ATVs, reaching speeds of 50 mph, can easily handle the Highlands' rugged terrain, steep hills, mud, and water. Honda's Rincon model, one of the Japanese manufacturer's range of leisure quads, has a handy Suretrac function that transfers power to the wheel with most traction. This makes for a positively light-footed ride!
You can trek over acres or even miles of varied and interesting terrain, or you can choose to ride a circuit or agility course. Plan for an adventure either way, and don't be surprised when you get covered in mud and drenched in water as you ride your quad bike through forests and over hills, up rugged trails and across rivers and burns, and through fields and moors.
If you're a little less adventurous but still love rugged biking, then mountain biking may be just for you. The Scottish Highlands offers some world-class mountain biking trails. Whether it's a short trip through a forest, testing your skills on some technical features, or a white-knuckle ride down the UK's only official world mountain biking downhill track, you'll have a great day.
With over 18 miles of single-track mountain bike routes, graded from green to orange, plus a free-ride section, the three centres of the Moray Monster Trails have a route to suit your skill level.

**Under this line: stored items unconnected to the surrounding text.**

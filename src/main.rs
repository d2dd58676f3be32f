use anyhow::{Context, Result};
use clap::Parser;
use std::fs::File;
use std::path::{Path, PathBuf};
use std::sync::Mutex;
use tracing_subscriber::EnvFilter;

use arcade_snake::game::GameConfig;
use arcade_snake::modes::HumanMode;

#[derive(Parser)]
#[command(name = "arcade_snake")]
#[command(version, about = "Arcade Snake with bonus food")]
struct Cli {
    /// JSON configuration file; flags below override it
    #[arg(long)]
    config: Option<PathBuf>,

    /// Screen width in pixels
    #[arg(long)]
    width: Option<i32>,

    /// Screen height in pixels
    #[arg(long)]
    height: Option<i32>,

    /// Wall thickness in pixels
    #[arg(long)]
    wall: Option<i32>,

    /// Cell size in pixels
    #[arg(long)]
    step: Option<i32>,

    /// Milliseconds between snake moves
    #[arg(long)]
    tick_ms: Option<u64>,

    /// Seed for food placement; random when absent
    #[arg(long)]
    seed: Option<u64>,

    /// Disable the terminal bell cues
    #[arg(long)]
    no_sound: bool,

    /// Draw the snake body in a single colour
    #[arg(long)]
    no_gradient: bool,

    /// Write logs to this file (filtered by RUST_LOG)
    #[arg(long)]
    log_file: Option<PathBuf>,
}

impl Cli {
    fn game_config(&self) -> Result<GameConfig> {
        let mut config = match &self.config {
            Some(path) => GameConfig::from_json_file(path)?,
            None => GameConfig::default(),
        };

        if let Some(width) = self.width {
            config.world.screen_width = width;
        }
        if let Some(height) = self.height {
            config.world.screen_height = height;
        }
        if let Some(wall) = self.wall {
            config.world.wall_thickness = wall;
        }
        if let Some(step) = self.step {
            config.world.step = step;
        }
        if let Some(tick_ms) = self.tick_ms {
            config.tick_interval_ms = tick_ms;
        }
        if self.no_sound {
            config.sound = false;
        }
        if self.no_gradient {
            config.gradient = false;
        }

        config.validate().context("Invalid game configuration")?;
        Ok(config)
    }
}

/// The TUI owns the terminal, so logs only go to a file when asked for
fn init_logging(log_file: Option<&Path>) -> Result<()> {
    let Some(path) = log_file else {
        return Ok(());
    };

    let file =
        File::create(path).with_context(|| format!("Failed to create log file {:?}", path))?;
    let filter = EnvFilter::try_from_default_env().unwrap_or_else(|_| EnvFilter::new("info"));

    tracing_subscriber::fmt()
        .with_env_filter(filter)
        .with_writer(Mutex::new(file))
        .with_ansi(false)
        .init();

    Ok(())
}

#[tokio::main]
async fn main() -> Result<()> {
    let cli = Cli::parse();
    init_logging(cli.log_file.as_deref())?;

    let config = cli.game_config()?;
    let seed = cli.seed.unwrap_or_else(rand::random);
    tracing::info!(seed, ?config, "starting");

    let mut human_mode = HumanMode::new(config, seed)?;
    human_mode.run().await?;

    Ok(())
}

If you're looking to perfect your mountain bike skills, you can head to the Abriachan community-owned forest with its jump park and 8 miles of mountain biking trails. Though this is primarily a family mountain biking center, it also has over 2 miles of red trails for you to tackle if you're more experienced.

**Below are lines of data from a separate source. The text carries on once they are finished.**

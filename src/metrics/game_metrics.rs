use std::time::{Duration, Instant};

use crate::game::TickEvent;

/// Statistics kept across the games of one run
pub struct GameMetrics {
    pub start_time: Instant,
    pub elapsed_time: Duration,
    pub high_score: u32,
    pub games_played: u32,
    /// Foods eaten in the current game
    pub foods_eaten: u32,
    /// Bonus foods eaten in the current game
    pub bonuses_eaten: u32,
}

impl GameMetrics {
    pub fn new() -> Self {
        Self {
            start_time: Instant::now(),
            elapsed_time: Duration::ZERO,
            high_score: 0,
            games_played: 0,
            foods_eaten: 0,
            bonuses_eaten: 0,
        }
    }

    pub fn update(&mut self) {
        self.elapsed_time = self.start_time.elapsed();
    }

    pub fn on_game_start(&mut self) {
        self.start_time = Instant::now();
        self.elapsed_time = Duration::ZERO;
        self.foods_eaten = 0;
        self.bonuses_eaten = 0;
    }

    pub fn on_tick(&mut self, event: &TickEvent) {
        if event.ate_food {
            self.foods_eaten += 1;
        }
        if event.ate_bonus {
            self.bonuses_eaten += 1;
        }
    }

    pub fn on_game_over(&mut self, final_score: u32) {
        self.update();
        self.games_played += 1;
        if final_score > self.high_score {
            self.high_score = final_score;
        }
    }

    pub fn format_time(&self) -> String {
        let total_secs = self.elapsed_time.as_secs();
        let minutes = total_secs / 60;
        let seconds = total_secs % 60;
        format!("{:02}:{:02}", minutes, seconds)
    }
}

impl Default for GameMetrics {
    fn default() -> Self {
        Self::new()
    }
}

#[cfg(test)]
mod tests {
    use super::*;
    use crate::game::Position;

    #[test]
    fn test_time_formatting() {
        let mut metrics = GameMetrics::new();
        metrics.elapsed_time = Duration::from_secs(125);
        assert_eq!(metrics.format_time(), "02:05");

        metrics.elapsed_time = Duration::from_secs(0);
        assert_eq!(metrics.format_time(), "00:00");

        metrics.elapsed_time = Duration::from_secs(3661);
        assert_eq!(metrics.format_time(), "61:01");
    }

    #[test]
    fn test_high_score_tracking() {
        let mut metrics = GameMetrics::new();

        metrics.on_game_over(10);
        assert_eq!(metrics.high_score, 10);
        assert_eq!(metrics.games_played, 1);

        metrics.on_game_over(5);
        assert_eq!(metrics.high_score, 10); // Should not decrease
        assert_eq!(metrics.games_played, 2);

        metrics.on_game_over(15);
        assert_eq!(metrics.high_score, 15); // Should update
        assert_eq!(metrics.games_played, 3);
    }

    #[test]
    fn test_tick_counters() {
        let mut metrics = GameMetrics::new();
        let event = TickEvent {
            head: Position::new(30, 30),
            ate_food: true,
            ate_bonus: false,
            bonus_spawned: false,
            terminal: None,
        };

        metrics.on_tick(&event);
        metrics.on_tick(&TickEvent {
            ate_bonus: true,
            ..event
        });
        assert_eq!(metrics.foods_eaten, 2);
        assert_eq!(metrics.bonuses_eaten, 1);

        metrics.on_game_start();
        assert_eq!(metrics.foods_eaten, 0);
        assert_eq!(metrics.bonuses_eaten, 0);
    }

    #[test]
    fn test_game_start_resets_time() {
        let mut metrics = GameMetrics::new();
        std::thread::sleep(Duration::from_millis(50));
        metrics.update();

        assert!(metrics.elapsed_time.as_millis() >= 50);

        metrics.on_game_start();
        metrics.update();
        assert!(metrics.elapsed_time.as_millis() < 50);
    }
}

Visit Sutherland in the north of Scotland, and you'll discover one of the country's hidden mountain biking gems. With stunning views over the Kyle of Sutherland, the inner Dornoch Firth and Bonar Bridge, the Kyle of Sutherland Mountain Bike Trails offer over 10 miles of trails for a range of skill levels. There are blue, red and black graded trails combining in-forest riding, technical features and forest roads. The Highland Wildcat Mountain Bike Trails at Golspie and the Laggan Wolftrax near Newtonmore are two other top mountain biking destinations.
And if you just want to peddle along and enjoy the scenery, get on a regular bike and explore the Highlands. Cycling is a great way to explore the pretty villages and beautiful countryside of the Scottish Highlands, and you'll find miles upon miles of cycle routes and forest trails from which to choose. Since many connect, you can embark on an epic journey, or ride smaller manageable sections.
Explore the 'undiscovered' side of Loch Ness on the South Loch Ness Trail. This excellent 28-mile cycling adventure, from Loch Tarff in the south west to Torbreck on the edge of Inverness, is suitable for all abilities and offers beautiful wildlife and awe-inspiring views.
If you prefer to explore the Highlands at your own pace, take Cycle Route 1 from Aberdeen to John o' Groats or Route 7 from Glasgow to Inverness. Both are well signed and offer a full range of maps and guidebooks to accompany the routes.
If you really want a challenge then cycle the Great Glen Way. This 73-mile route from Fort William on the west coast to Inverness on the east can either offer a challenging experience to mountain bikers, or offer many scenic miles of quiet road for the regular cyclist.